To make the runners, simply cut your burlap roughly to size. The straighter you can make your cuts the easier it will be to create your seams later. (I used our wood floors as a guide!) The burlap I bought was double the width I needed, so I cut the length I wanted and then cut it in half down the middle.

Next heat your iron and get your press cloth ready. I got started by ironing a fold in the burlap to mark the seams I planned to create. Next I placed the stitch witchery inside the fold, placed the damp cloth on top and pressed the iron down. Do not slide the iron - just press it in place, pick up and move on to another segment. Once I got going, I found it wasn't necessary to first iron the fold in the burlap, but it was a huge help getting started. I worked in 2-3 foot segments (basically the size of my ironing board). And before long, I was finished. As Ina would say, How easy is that!?

Here's an action shot. Just lay out the stitch witchery, fold and iron.

I tapered the corners to avoid bulk and the possibility of a frayed end poking out from underneath.

Plus, as K is fond of reminding me, I'm a little OCD.

Ta-daaa! Here's a close up of the finished project!

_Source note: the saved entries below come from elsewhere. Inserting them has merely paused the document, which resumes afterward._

//! Reveal recipes of the studio page sections.

use crate::animation::ease::Ease;
use crate::animation::stagger::Stagger;
use crate::animation::timeline::{Repeat, TimelineDefaults};
use crate::animation::value::Property::{
    Blur, BorderColor, Color, Opacity, RotateX, RotateY, Scale, ScaleX, ScaleY, SkewX, X, Y, Z,
};
use crate::foundation::core::{Length, Rgba8};
use crate::reveal::recipe::{RevealRecipe, RevealStep};
use crate::runtime::session::ScrubMode;
use crate::scroll::observer::{Anchor, Threshold};

/// Section names in page order.
pub const SECTIONS: [&str; 8] = [
    "hero",
    "about",
    "portfolio",
    "services",
    "process",
    "testimonials",
    "partners",
    "contact",
];

const SECTION_LAG: f64 = 1.2;
const HERO_LAG: f64 = 1.5;

/// Look up a built-in recipe by section name.
pub fn recipe(name: &str) -> Option<RevealRecipe> {
    Some(match name {
        "hero" => hero(),
        "about" => about(),
        "portfolio" => portfolio(),
        "services" => services(),
        "process" => process(),
        "testimonials" => testimonials(),
        "partners" => partners(),
        "contact" => contact(),
        _ => return None,
    })
}

/// Scrubbed from "top 80%" to "top {end}%" with the site-wide scrub lag.
fn section(end_percent: f64) -> RevealRecipe {
    RevealRecipe::new(
        Threshold::new(Anchor::TOP, Anchor::Percent(80.0)),
        Threshold::new(Anchor::TOP, Anchor::Percent(end_percent)),
    )
    .scrub(ScrubMode::Smoothed { lag: SECTION_LAG })
}

fn rise(group: &str, y: f64, at: f64) -> RevealStep {
    RevealStep::new(group)
        .tween(Opacity, 0.0, 1.0)
        .tween(Y, y, 0.0)
        .ease(Ease::OutCubic)
        .at(at)
}

fn slide(group: &str, x: f64, at: f64) -> RevealStep {
    RevealStep::new(group)
        .tween(Opacity, 0.0, 1.0)
        .tween(X, x, 0.0)
        .ease(Ease::OutCubic)
        .at(at)
}

/// Per-character title flip: rise, unfold around X and unblur.
fn title_chars(y: f64, blur: f64, each: f64) -> RevealStep {
    RevealStep::new("title")
        .tween(Opacity, 0.0, 1.0)
        .tween(Y, y, 0.0)
        .tween(RotateX, -90.0, 0.0)
        .tween(Blur, blur, 0.0)
        .stagger(Stagger::new(each))
        .ease(Ease::OutQuart)
        .at(0.0)
}

pub fn hero() -> RevealRecipe {
    let entrance = vec![
        RevealStep::new("grid")
            .tween(Opacity, 0.0, 0.4)
            .duration(1.5)
            .ease(Ease::InOutCubic)
            .at(0.0),
        RevealStep::new("terminal")
            .tween(Opacity, 0.0, 1.0)
            .tween(Y, 60.0, 0.0)
            .tween(Scale, 0.95, 1.0)
            .tween(RotateX, 15.0, 0.0)
            .at(0.2),
        RevealStep::new("brand_chars")
            .tween(Opacity, 0.0, 1.0)
            .tween(Y, 100.0, 0.0)
            .tween(RotateX, -90.0, 0.0)
            .tween(Blur, 15.0, 0.0)
            .tween(Scale, 1.2, 1.0)
            .duration(1.5)
            .stagger(Stagger::from_center(0.05))
            .ease(Ease::OutExpo)
            .at(0.4),
        RevealStep::new("cta")
            .tween(Opacity, 0.0, 1.0)
            .tween(X, -30.0, 0.0)
            .duration(1.0)
            .ease(Ease::OutQuart)
            .at(1.5),
    ];
    let idle = vec![RevealStep::new("float").tween(Y, 0.0, 10.0).at(0.0)];

    RevealRecipe::new(
        Threshold::new(Anchor::TOP, Anchor::TOP),
        Threshold::new(Anchor::BOTTOM, Anchor::TOP),
    )
    .scrub(ScrubMode::Smoothed { lag: HERO_LAG })
    .deferred()
    .step(
        RevealStep::new("grid")
            .tween(Opacity, 0.4, 0.0)
            .ease(Ease::InQuad)
            .at(0.0),
    )
    .step(
        RevealStep::new("brand")
            .to(Y, Length::Vh(30.0))
            .to(Scale, 0.85)
            .to(Opacity, 0.0)
            .to(Blur, 10.0)
            .ease(Ease::Linear)
            .at(0.0),
    )
    .step(
        RevealStep::new("terminal")
            .to(Y, Length::Vh(-40.0))
            .to(Scale, 1.15)
            .to(RotateX, -15.0)
            .to(RotateY, 5.0)
            .to(Opacity, 0.0)
            .ease(Ease::InCubic)
            .at(0.0),
    )
    .step(
        RevealStep::new("cta")
            .to(Opacity, 0.0)
            .to(X, -100.0)
            .ease(Ease::InCubic)
            .at(0.0),
    )
    .entrance(
        TimelineDefaults {
            ease: Ease::OutQuint,
            duration: 1.4,
            repeat: None,
        },
        entrance,
    )
    .idle(
        TimelineDefaults {
            ease: Ease::InOutQuad,
            duration: 4.0,
            repeat: Some(Repeat {
                count: None,
                yoyo: true,
            }),
        },
        idle,
    )
}

pub fn about() -> RevealRecipe {
    section(30.0)
        .step(
            RevealStep::new("heading_lines")
                .tween(Opacity, 0.0, 1.0)
                .tween(Y, 40.0, 0.0)
                .tween(Blur, 10.0, 0.0)
                .stagger(Stagger::new(0.1))
                .ease(Ease::OutQuart)
                .at(0.0),
        )
        .step(rise("paragraphs", 20.0, 0.3).stagger(Stagger::new(0.1)))
        .step(slide("stats", -20.0, 0.4).stagger(Stagger::new(0.05)))
        .step(
            RevealStep::new("geometric")
                .to(Y, Length::Percent(-15.0))
                .to(Scale, 1.1)
                .ease(Ease::OutCubic)
                .at(0.0),
        )
        .step(rise("ctas", 20.0, 0.6).stagger(Stagger::new(0.1)))
}

pub fn portfolio() -> RevealRecipe {
    section(20.0)
        .step(
            RevealStep::new("title")
                .tween(Opacity, 0.0, 1.0)
                .tween(Y, 60.0, 0.0)
                .tween(RotateX, -45.0, 0.0)
                .tween(Blur, 15.0, 0.0)
                .stagger(Stagger::new(0.02))
                .ease(Ease::OutExpo)
                .at(0.0),
        )
        .step(rise("subtitle", 15.0, 0.1))
        .step(
            RevealStep::new("items")
                .tween(Opacity, 0.0, 1.0)
                .tween(X, -40.0, 0.0)
                .tween(SkewX, 10.0, 0.0)
                .tween(RotateX, 10.0, 0.0)
                .stagger(Stagger::new(0.08))
                .ease(Ease::OutQuart)
                .at(0.2),
        )
        .step(
            RevealStep::new("items")
                .tween(
                    BorderColor,
                    Rgba8::transparent(),
                    Rgba8::white().with_alpha_f64(0.08),
                )
                .stagger(Stagger::new(0.05))
                .ease(Ease::Linear)
                .at(0.2),
        )
}

pub fn services() -> RevealRecipe {
    section(15.0)
        .step(title_chars(40.0, 10.0, 0.02))
        .step(rise("subtitle", 20.0, 0.2))
        .step(
            RevealStep::new("cards")
                .tween(Opacity, 0.0, 1.0)
                .tween(Y, 100.0, 0.0)
                .tween(RotateY, -15.0, 0.0)
                .from_odd(RotateY, 15.0)
                .tween(RotateX, 10.0, 0.0)
                .tween(Scale, 0.9, 1.0)
                .stagger(Stagger::new(0.05))
                .ease(Ease::OutCubic)
                .at(0.1),
        )
}

pub fn process() -> RevealRecipe {
    let glitch_green = Rgba8::new(0x61, 0xdc, 0xa3, 255);
    let text = Rgba8::new(0xf4, 0xf4, 0xf5, 255);
    section(20.0)
        .step(
            RevealStep::new("title")
                .tween(Opacity, 0.0, 1.0)
                .tween(RotateX, -90.0, 0.0)
                .tween(Y, 50.0, 0.0)
                .tween(Z, -200.0, 0.0)
                .tween(Color, glitch_green, text)
                .tween(Blur, 12.0, 0.0)
                .stagger(Stagger::from_center(0.1))
                .duration(1.2)
                .ease(Ease::OutCirc)
                .at(0.0),
        )
        .step(slide("subtitle", -20.0, 0.1))
        .step(
            RevealStep::new("steps")
                .tween(Opacity, 0.0, 1.0)
                .tween(Scale, 0.9, 1.0)
                .tween(RotateX, 20.0, 0.0)
                .tween(Y, 40.0, 0.0)
                .stagger(Stagger::new(0.1))
                .ease(Ease::OutQuart)
                .at(0.2),
        )
        .step(
            RevealStep::new("connectors")
                .tween(ScaleX, 0.0, 1.0)
                .stagger(Stagger::new(0.1))
                .ease(Ease::Linear)
                .at(0.3),
        )
        .step(rise("return", 20.0, 0.8).ease(Ease::BACK_OUT))
}

pub fn testimonials() -> RevealRecipe {
    section(20.0)
        .step(title_chars(40.0, 10.0, 0.03))
        .step(slide("subtitle", -20.0, 0.1))
        .step(
            RevealStep::new("terminal")
                .tween(Opacity, 0.0, 1.0)
                .tween(Y, 60.0, 0.0)
                .tween(Scale, 0.95, 1.0)
                .tween(RotateX, 10.0, 0.0)
                .ease(Ease::OutQuint)
                .at(0.2),
        )
        .step(
            RevealStep::new("log_entries")
                .tween(Opacity, 0.0, 1.0)
                .tween(X, -15.0, 0.0)
                .tween(Blur, 4.0, 0.0)
                .stagger(Stagger::new(0.1))
                .ease(Ease::OutCubic)
                .at(0.3),
        )
        .step(
            RevealStep::new("footer_line")
                .tween(Opacity, 0.0, 1.0)
                .ease(Ease::Linear)
                .at(0.9),
        )
}

pub fn partners() -> RevealRecipe {
    section(25.0)
        .step(title_chars(40.0, 10.0, 0.03))
        .step(slide("subtitle", -20.0, 0.1))
        .step(
            RevealStep::new("logos")
                .tween(Opacity, 0.0, 1.0)
                .tween(Scale, 0.8, 1.0)
                .tween(RotateY, 45.0, 0.0)
                .tween(RotateX, 10.0, 0.0)
                .stagger(Stagger::new(0.05))
                .ease(Ease::OutCubic)
                .at(0.2),
        )
        .step(rise("metrics", 20.0, 0.5).stagger(Stagger::new(0.1)))
        .step(
            RevealStep::new("background_text")
                .tween(Y, Length::Percent(50.0), Length::Percent(-10.0))
                .tween(Opacity, 0.0, 0.03)
                .ease(Ease::Linear)
                .at(0.0),
        )
}

pub fn contact() -> RevealRecipe {
    section(20.0)
        .step(title_chars(40.0, 10.0, 0.015))
        .step(slide("subtitle", -15.0, 0.2))
        .step(slide("items", -20.0, 0.3).stagger(Stagger::new(0.1)))
        .step(
            RevealStep::new("form_fields")
                .tween(Opacity, 0.0, 1.0)
                .tween(ScaleY, 0.0, 1.0)
                .tween(RotateX, -10.0, 0.0)
                .stagger(Stagger::new(0.08))
                .ease(Ease::OutCubic)
                .at(0.4),
        )
        .step(
            RevealStep::new("submit")
                .tween(Opacity, 0.0, 1.0)
                .tween(Scale, 0.95, 1.0)
                .ease(Ease::BACK_OUT)
                .at(0.8),
        )
        .step(rise("footer_items", 10.0, 0.9).stagger(Stagger::new(0.1)))
}

#[cfg(test)]
#[path = "../../tests/unit/reveal/builtin.rs"]
mod tests;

It really is that simple! I think the whole project took me about an hour and a half, but there was some laundry folding and movie watching going on in there too.  There are endless possibilities for customizing this runner. Wouldn't a monogram look cute on either end? Or maybe ribbon detailing along the border? And of course you could always use the same technique with different fabric . . .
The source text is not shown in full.